I'm not familiar with this cipher... Could you explain briefly why one may want to use it?
While writing this I noticed a sub-optimal design of Nettle, in that it overloads the meaning of struct nettle_cipher->block_size as a flag of whether the cipher is a stream cipher or not. Before arcfour was the only stream cipher in nettle, and using block_size=0 to signal that it is a stream cipher worked fine. However, Salsa20 has a block size of 8 bytes.
If Salsa20 doesn't fit in the nettle_cipher abstraction, then I think we should start by implementing Salsa20 *without* trying to get it to fit there. To me, a "stream cipher" with a block size and iv seems a bit like a contradiction.
In general, I don't think it makes much sense to include algorithms which behave very differently under the "nettle_cipher" umbrella, since the point of that abstraction is to collect algorithms which are easily exchangable. Code accepting a nettle_cipher are not expected to check flags or behave fundamentally different for different algorithms.
Including the arcfour stream cipher there may well be a mistake. One annoying problem with the current design is that for block ciphers, the ctx argument of the encrypt and decrypt functions naturally is const, but due arcfour being fittted in the same nettle_cipher abstraction, the function typedef nettle_crypt_func can't use a const ctx.
Anyway, I'd prefer to treat redesign in that area as an independent problem from adding support for Salsa20.
Then there's also the tentative (nettle-internal.h) nettle_aead abstraction.
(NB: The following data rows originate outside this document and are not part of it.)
//! Render path counters and timing.
//!
//! Volume: `frames_rendered`, split into pre-buffer copies and direct
//! full/partial paths. Failure funnel: `frames_dropped` with its causes
//! (`render_timeouts`, `surface_failures`). `skipped_ticks` counts the
//! frame-reuse optimization (no change between ticks). Point-sample
//! timing only; moving averages are the readout's job.

use std::sync::atomic::{AtomicU64, Ordering::Relaxed};

#[derive(Debug, Default)]
pub struct RenderMetrics {
    frames_rendered: AtomicU64,
    prebuffer_copies: AtomicU64,
    direct_full: AtomicU64,
    direct_partial: AtomicU64,
    frames_dropped: AtomicU64,
    render_timeouts: AtomicU64,
    surface_failures: AtomicU64,
    skipped_ticks: AtomicU64,
    document_rebuilds: AtomicU64,
    last_render_ns: AtomicU64,
    last_build_ns: AtomicU64,
}

#[derive(Debug, Clone, Copy, PartialEq, Eq, Default)]
pub struct RenderMetricsSnapshot {
    pub frames_rendered: u64,
    pub prebuffer_copies: u64,
    pub direct_full: u64,
    pub direct_partial: u64,
    pub frames_dropped: u64,
    pub render_timeouts: u64,
    pub surface_failures: u64,
    pub skipped_ticks: u64,
    pub document_rebuilds: u64,
    pub last_render_ns: u64,
    pub last_build_ns: u64,
}

impl RenderMetrics {
    pub fn snapshot(&self) -> RenderMetricsSnapshot {
        RenderMetricsSnapshot {
            frames_rendered: self.frames_rendered.load(Relaxed),
            prebuffer_copies: self.prebuffer_copies.load(Relaxed),
            direct_full: self.direct_full.load(Relaxed),
            direct_partial: self.direct_partial.load(Relaxed),
            frames_dropped: self.frames_dropped.load(Relaxed),
            render_timeouts: self.render_timeouts.load(Relaxed),
            surface_failures: self.surface_failures.load(Relaxed),
            skipped_ticks: self.skipped_ticks.load(Relaxed),
            document_rebuilds: self.document_rebuilds.load(Relaxed),
            last_render_ns: self.last_render_ns.load(Relaxed),
            last_build_ns: self.last_build_ns.load(Relaxed),
        }
    }

    pub(crate) fn frame_rendered(&self) {
        self.frames_rendered.fetch_add(1, Relaxed);
    }
    pub(crate) fn prebuffer_copy(&self) {
        self.prebuffer_copies.fetch_add(1, Relaxed);
    }
    pub(crate) fn direct_full(&self) {
        self.direct_full.fetch_add(1, Relaxed);
    }
    pub(crate) fn direct_partial(&self) {
        self.direct_partial.fetch_add(1, Relaxed);
    }
    pub(crate) fn frame_dropped(&self) {
        self.frames_dropped.fetch_add(1, Relaxed);
    }
    pub(crate) fn render_timeout(&self) {
        self.render_timeouts.fetch_add(1, Relaxed);
    }
    pub(crate) fn surface_failure(&self) {
        self.surface_failures.fetch_add(1, Relaxed);
    }
    pub(crate) fn tick_skipped(&self) {
        self.skipped_ticks.fetch_add(1, Relaxed);
    }
    pub(crate) fn document_rebuilt(&self) {
        self.document_rebuilds.fetch_add(1, Relaxed);
    }
    pub(crate) fn record_render_ns(&self, ns: u64) {
        self.last_render_ns.store(ns, Relaxed);
    }
    pub(crate) fn record_build_ns(&self, ns: u64) {
        self.last_build_ns.store(ns, Relaxed);
    }
}

#[cfg(test)]
mod tests {
    use super::*;

    #[test]
    fn snapshot_reflects_increments() {
        let m = RenderMetrics::default();
        m.frame_rendered();
        m.frame_rendered();
        m.render_timeout();
        m.record_render_ns(42);
        let s = m.snapshot();
        assert_eq!(s.frames_rendered, 2);
        assert_eq!(s.render_timeouts, 1);
        assert_eq!(s.last_render_ns, 42);
    }
}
Salsa20 could perhaps fit there, if we allow algorithms with no authentication (NULL digest function pointer).
What do you think? I'd be happy to propose a patch to implement 2) and then a follow-on patch to add support for Salsa20.
I'd prefer the opposite order...
Some quick comments on the code and algorithm below. This is the first I hear about it, so I may well be misunderstanding how it is supposed to work.
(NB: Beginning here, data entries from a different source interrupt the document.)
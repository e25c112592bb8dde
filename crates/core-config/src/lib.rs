//! Configuration loading and option merging.
//!
//! `svgplay.toml` (working directory first, then the platform config
//! dir) provides defaults; CLI flags parsed by the binary override them
//! field by field through [`PlayerOptions`]. Unknown TOML fields are
//! ignored so the file format can grow without breaking older builds.

use std::path::PathBuf;
use std::str::FromStr;

use anyhow::{Context, Result};
use core_anim::RepeatMode;
use serde::Deserialize;
use tracing::info;

pub const DEFAULT_RENDER_SIZE: (u32, u32) = (800, 600);
const CONFIG_FILE_NAME: &str = "svgplay.toml";

#[derive(Debug, Clone, Copy, PartialEq, Eq, Default, Deserialize)]
#[serde(rename_all = "lowercase")]
pub enum WindowMode {
    #[default]
    Windowed,
    Fullscreen,
    Maximized,
}

#[derive(Debug, Deserialize, Default, Clone)]
pub struct WindowConfig {
    #[serde(default)]
    pub mode: WindowMode,
    /// `[x, y]` initial position hint.
    #[serde(default)]
    pub pos: Option<[i32; 2]>,
    /// `[w, h]` initial size.
    #[serde(default)]
    pub size: Option<[u32; 2]>,
}

#[derive(Debug, Deserialize, Default, Clone)]
pub struct PlaybackFileConfig {
    #[serde(default)]
    pub rate: Option<f64>,
    /// `once | loop | pingpong | count:<k>`.
    #[serde(default)]
    pub repeat: Option<String>,
    #[serde(default)]
    pub sequential: bool,
}

#[derive(Debug, Deserialize, Clone)]
pub struct PreBufferFileConfig {
    #[serde(default = "PreBufferFileConfig::default_enabled")]
    pub enabled: bool,
}

impl Default for PreBufferFileConfig {
    fn default() -> Self {
        Self {
            enabled: Self::default_enabled(),
        }
    }
}

impl PreBufferFileConfig {
    const fn default_enabled() -> bool {
        true
    }
}

#[derive(Debug, Deserialize, Default, Clone)]
pub struct RemoteFileConfig {
    #[serde(default)]
    pub port: Option<u16>,
}

#[derive(Debug, Deserialize, Default, Clone)]
pub struct ConfigFile {
    #[serde(default)]
    pub window: WindowConfig,
    #[serde(default)]
    pub playback: PlaybackFileConfig,
    #[serde(default)]
    pub prebuffer: PreBufferFileConfig,
    #[serde(default)]
    pub remote: RemoteFileConfig,
}

#[derive(Debug, Clone, Default)]
pub struct Config {
    /// Original file text, when one was found.
    pub raw: Option<String>,
    pub file: ConfigFile,
}

/// Best-effort config path: working directory first, then the platform
/// config dir.
pub fn discover() -> PathBuf {
    let local = PathBuf::from(CONFIG_FILE_NAME);
    if local.exists() {
        return local;
    }
    if let Some(dir) = dirs::config_dir() {
        return dir.join("svgplay").join(CONFIG_FILE_NAME);
    }
    PathBuf::from(CONFIG_FILE_NAME)
}

/// Load from an explicit path or the discovered location. A missing
/// file yields defaults; a malformed file is an error.
pub fn load_from(path: Option<PathBuf>) -> Result<Config> {
    let path = path.unwrap_or_else(discover);
    if !path.exists() {
        return Ok(Config::default());
    }
    let raw = std::fs::read_to_string(&path)
        .with_context(|| format!("reading {}", path.display()))?;
    let file: ConfigFile =
        toml::from_str(&raw).with_context(|| format!("parsing {}", path.display()))?;
    info!(target: "config", path = %path.display(), "config_loaded");
    Ok(Config {
        raw: Some(raw),
        file,
    })
}

/// Fully merged options the frontend consumes. Built from a config file
/// and then overridden by CLI flags in the binary.
#[derive(Debug, Clone, PartialEq)]
pub struct PlayerOptions {
    pub window_mode: WindowMode,
    pub position: Option<(i32, i32)>,
    pub size: (u32, u32),
    pub sequential: bool,
    /// Exit after this many seconds of playback.
    pub duration_limit: Option<f64>,
    /// Suppress stdout commentary; emit one JSON statistics record on
    /// exit.
    pub json_stats: bool,
    /// Capture frame #1 to this PPM path.
    pub screenshot: Option<PathBuf>,
    pub remote_port: Option<u16>,
    pub rate: f64,
    pub repeat: Option<RepeatMode>,
    pub prebuffer: bool,
}

impl Default for PlayerOptions {
    fn default() -> Self {
        Self {
            window_mode: WindowMode::default(),
            position: None,
            size: DEFAULT_RENDER_SIZE,
            sequential: false,
            duration_limit: None,
            json_stats: false,
            screenshot: None,
            remote_port: None,
            rate: 1.0,
            repeat: None,
            prebuffer: true,
        }
    }
}

impl PlayerOptions {
    pub fn from_config(config: &Config) -> Result<Self> {
        let file = &config.file;
        let repeat = match &file.playback.repeat {
            None => None,
            Some(raw) => Some(
                RepeatMode::from_str(raw)
                    .with_context(|| format!("config playback.repeat = `{raw}`"))?,
            ),
        };
        Ok(Self {
            window_mode: file.window.mode,
            position: file.window.pos.map(|[x, y]| (x, y)),
            size: file
                .window
                .size
                .map(|[w, h]| (w, h))
                .unwrap_or(DEFAULT_RENDER_SIZE),
            sequential: file.playback.sequential,
            rate: file.playback.rate.unwrap_or(1.0),
            repeat,
            prebuffer: file.prebuffer.enabled,
            remote_port: file.remote.port,
            ..Self::default()
        })
    }
}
--- /dev/null +++ b/salsa20.c +#define ROTL32(x,n) ((((x))<<(n)) | (((x))>>(32-(n))))
There are several different variants of that macro. It would be nice with a unified one in macros.h.
+#define SWAP32(v) \
- ((ROTL32(v, 8) & 0x00FF00FFUL) | \
- (ROTL32(v, 24) & 0xFF00FF00UL))
+#ifdef WORDS_BIGENDIAN +#define U32TO32_LITTLE(v) SWAP32(v) +#else +#define U32TO32_LITTLE(v) (v) +#endif
+#define U8TO32_LITTLE(p) U32TO32_LITTLE(((uint32_t*)(p))[0]) +#define U32TO8_LITTLE(p, v) (((uint32_t*)(p))[0] = U32TO32_LITTLE(v))
That's a clever byte swapping trick (at least if a true rot instruction is available). In Nettle conversion between bytes and integers are usually done with READ_UINT32, LE_READ_UINT32 and friends. It's usually not very performance critical, and it deals naturally with any alignment. I suspect U8TO32_LITTLE above breaks if the input is unaligned but the architecture doesn't allow unaligned word reads.
+/* +salsa20-ref.c version 20051118 +D. J. Bernstein +Public domain. +*/
Shouldn't that be moved up closer to the (C) header?
+#define ROTATE(v,c) (ROTL32(v,c)) +#define XOR(v,w) ((v) ^ (w)) +#define PLUS(v,w) ((v) + (w)) +#define PLUSONE(v) (PLUS((v),1))
I'm not sure these macros improve readability...
+static void salsa20_wordtobyte(uint8_t output[64],const uint32_t input[16])
Despite the name, this is the main encryption function. Or rather, a (hopefully) one-way function? "input" is really the context struct, which contains some mix of the key and the iv?
- x[ 4] = XOR(x[ 4],ROTATE(PLUS(x[ 0],x[12]), 7));
And what's wrong with writing that as
x[ 4] ^= ROTATE(x[ 0] + x[12], 7)
+void +salsa20_set_key(struct salsa20_ctx *ctx,
unsigned length, const uint8_t *key)
+{
Ok, this initializes the input arrray at indices 0-5, and 10-15.
+void +salsa20_set_iv(struct salsa20_ctx *ctx, unsigned length, const uint8_t *iv) +{
- assert (length == SALSA20_IV_SIZE);
And this initializes indices 6-9. I'd remove the length argument, if only one value is allowed anyway.
+void +salsa20_crypt(struct salsa20_ctx *ctx,
unsigned length,
uint8_t *c,
const uint8_t *m)
+{
- uint8_t output[64];
- unsigned i;
- if (!length) return;
- for (;;) {
- salsa20_wordtobyte(output,ctx->input);
That's applying a oneway function to the input,
- ctx->input[8] = PLUSONE(ctx->input[8]);
- if (!ctx->input[8]) {
ctx->input[9] = PLUSONE(ctx->input[9]);
/* stopping at 2^70 length per nonce is user's responsibility */
- }
followed by an increment of the iv, where the second half appearantly is used as a counter.
- if (length <= 64) {
for (i = 0;i < length;++i) c[i] = m[i] ^ output[i];
return;
- }
- for (i = 0;i < 64;++i) c[i] = m[i] ^ output[i];
Followed by xoring the generated key stream to get the ciphertext.
Do I understand it correctly that there's nothing really non-linear anywhere in this cipher? Only a mix of + and ^ which both are linear, but over different rings. So the security aginst a known plaintext attack would rest on the carry propagation, together with the large state space of 512 bits (448 bits of expanded key material, and 64 bits counter).
Regards, /Niels